Now Chanel Miller, a 27-year-old woman from California, identifies herself as Doe. In Know My Name, she introduces us to the person who got lost amid labels like “victim” and “survivor”—the person who’s also an artist, a writer, a sister, a daughter. She is more than this terrible thing that happened to her, yet it has shaped her life irrevocably.

In January 2015, Miller and her younger sister attended a frat party on the Stanford campus. During the party, Miller drank and blacked out. Later, two men on bicycles witnessed Turner assaulting her behind a dumpster outside. He ran away; they chased him down and called police. Miller woke up in a hospital bed, covered in abrasions, with her underwear missing. She eventually learned the details of her own assault from reading about it online.

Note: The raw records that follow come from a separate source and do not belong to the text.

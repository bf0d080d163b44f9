//! # Core Types
//!
//! Scheduling priorities ("nice" values), listener context status and the
//! reserved event names that carry special semantics on every emitter.

use serde::{Deserialize, Serialize};

/// Scheduling priority of an emission, a listener or a context.
///
/// More negative means more eager. The effective nice value of a listener
/// invocation is the *least eager* of the emission's, the listener's and its
/// context's values.
///
/// * [`SYNC`] - invoked inline, before `emit()` returns
/// * negative finite values - invoked inline while the emitter's recursion
///   depth is below the magnitude of the value, deferred to the scheduler's
///   next immediate slot once the depth reaches it
/// * `0` and above - deferred by that many milliseconds
pub type Nice = i64;

/// Invoke inline, on the caller's stack.
pub const SYNC: Nice = i64::MIN;

/// Deferred to the next immediate slot as soon as any dispatch is running.
pub const IMMEDIATE: Nice = -1;

/// Deferred through the timer with a zero delay.
pub const TIMEOUT: Nice = 0;

/// Emitted (with the error value) to report an error; throws when unhandled.
pub const ERROR: &str = "error";

/// Emitted with the listener descriptors of every newly added listener.
pub const NEW_LISTENER: &str = "newListener";

/// Emitted with the listener descriptors of removed listeners.
pub const REMOVE_LISTENER: &str = "removeListener";

/// Emitted on interruptible emitters when a listener interrupts an event.
pub const INTERRUPT: &str = "interrupt";

/// Status of a named listener context.
#[derive(Debug, Clone, Copy, Default, PartialEq, Eq, Hash, Serialize, Deserialize)]
#[serde(rename_all = "lowercase")]
pub enum ContextStatus {
    /// Listeners receive events normally.
    #[default]
    Enabled,
    /// Listeners are skipped; events are dropped for them, not retried later.
    Disabled,
    /// Listener invocations are queued until the context is enabled again.
    Queued,
}

/// Renders a nice value the way logs and descriptors show it.
pub fn describe_nice(nice: Nice) -> String {
    match nice {
        SYNC => "SYNC".to_string(),
        n if n < 0 => format!("recursion<{}", n.saturating_neg()),
        n => format!("{n}ms"),
    }
}
//! Pumps proxy messages between a WebSocket and a [`Proxy`].
//!
//! Inbound text frames are handed to [`Proxy::receive`]; the proxy's
//! outbound channel is written back as text frames. When the socket closes
//! the proxy is destroyed, which removes every forwarder it installed on
//! the shared emitters.

use futures::{SinkExt, StreamExt};
use ngevents::Proxy;
use tokio::io::{AsyncRead, AsyncWrite};
use tokio::sync::mpsc::UnboundedReceiver;
use tokio_tungstenite::tungstenite::Message;
use tokio_tungstenite::WebSocketStream;
use tracing::{debug, error, trace};

/// Traffic of one bridged connection.
#[derive(Debug, Clone, Copy, Default, PartialEq, Eq)]
pub struct BridgeSummary {
    /// Text frames handed to the proxy
    pub received: usize,
    /// Text frames written to the socket
    pub sent: usize,
}

/// Runs until either side closes, then destroys `proxy`.
pub async fn run_bridge<S>(
    ws_stream: WebSocketStream<S>,
    proxy: Proxy,
    mut outbound: UnboundedReceiver<String>,
    peer: String,
) -> BridgeSummary
where
    S: AsyncRead + AsyncWrite + Unpin,
{
    let (mut ws_sender, mut ws_receiver) = ws_stream.split();
    let mut summary = BridgeSummary::default();

    loop {
        tokio::select! {
            incoming = ws_receiver.next() => match incoming {
                Some(Ok(Message::Text(text))) => {
                    summary.received += 1;
                    trace!(peer = %peer, "⬇️ {}", text.as_str());
                    proxy.receive(text.as_str());
                }
                Some(Ok(Message::Ping(data))) => {
                    if let Err(e) = ws_sender.send(Message::Pong(data)).await {
                        debug!(peer = %peer, "Failed to answer ping: {}", e);
                        break;
                    }
                }
                Some(Ok(Message::Close(_))) | None => {
                    debug!(peer = %peer, "🔌 Peer closed the connection");
                    break;
                }
                Some(Ok(_)) => {}
                Some(Err(e)) => {
                    error!(peer = %peer, "WebSocket error: {}", e);
                    break;
                }
            },
            outgoing = outbound.recv() => match outgoing {
                Some(text) => {
                    trace!(peer = %peer, "⬆️ {}", text);
                    if let Err(e) = ws_sender.send(Message::Text(text.into())).await {
                        error!(peer = %peer, "Failed to send message: {}", e);
                        break;
                    }
                    summary.sent += 1;
                }
                None => break,
            },
        }
    }

    proxy.destroy();
    let _ = ws_sender.close().await;
    summary
}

Miller drags the reader through her hell as she lived it, from nurses inserting a camera inside her vagina to take photographs, to facing Turner’s lawyers in the courtroom as they tried to convince the jury that she’s an untrustworthy drunk. The time-consuming legal process is emotionally battering, and Miller’s pain emanates off the page. Turner served only 90 days in jail; most survivors of sexual assault never see their pepretators brought to any justice. “The real question we need to be asking is not, Why didn’t she report, the question is, Why would you?” she writes.

This memoir is a heavy one—but one hopes it will educate people about the terrorism of sexual violence and bring comfort to those still suffering in silence. Additionally, some memoirs based on real-life events are churned out quickly while the headlines are still hot—but this isn’t one of those books. Miller is a gifted writer and took her time sharing this story in her own voice.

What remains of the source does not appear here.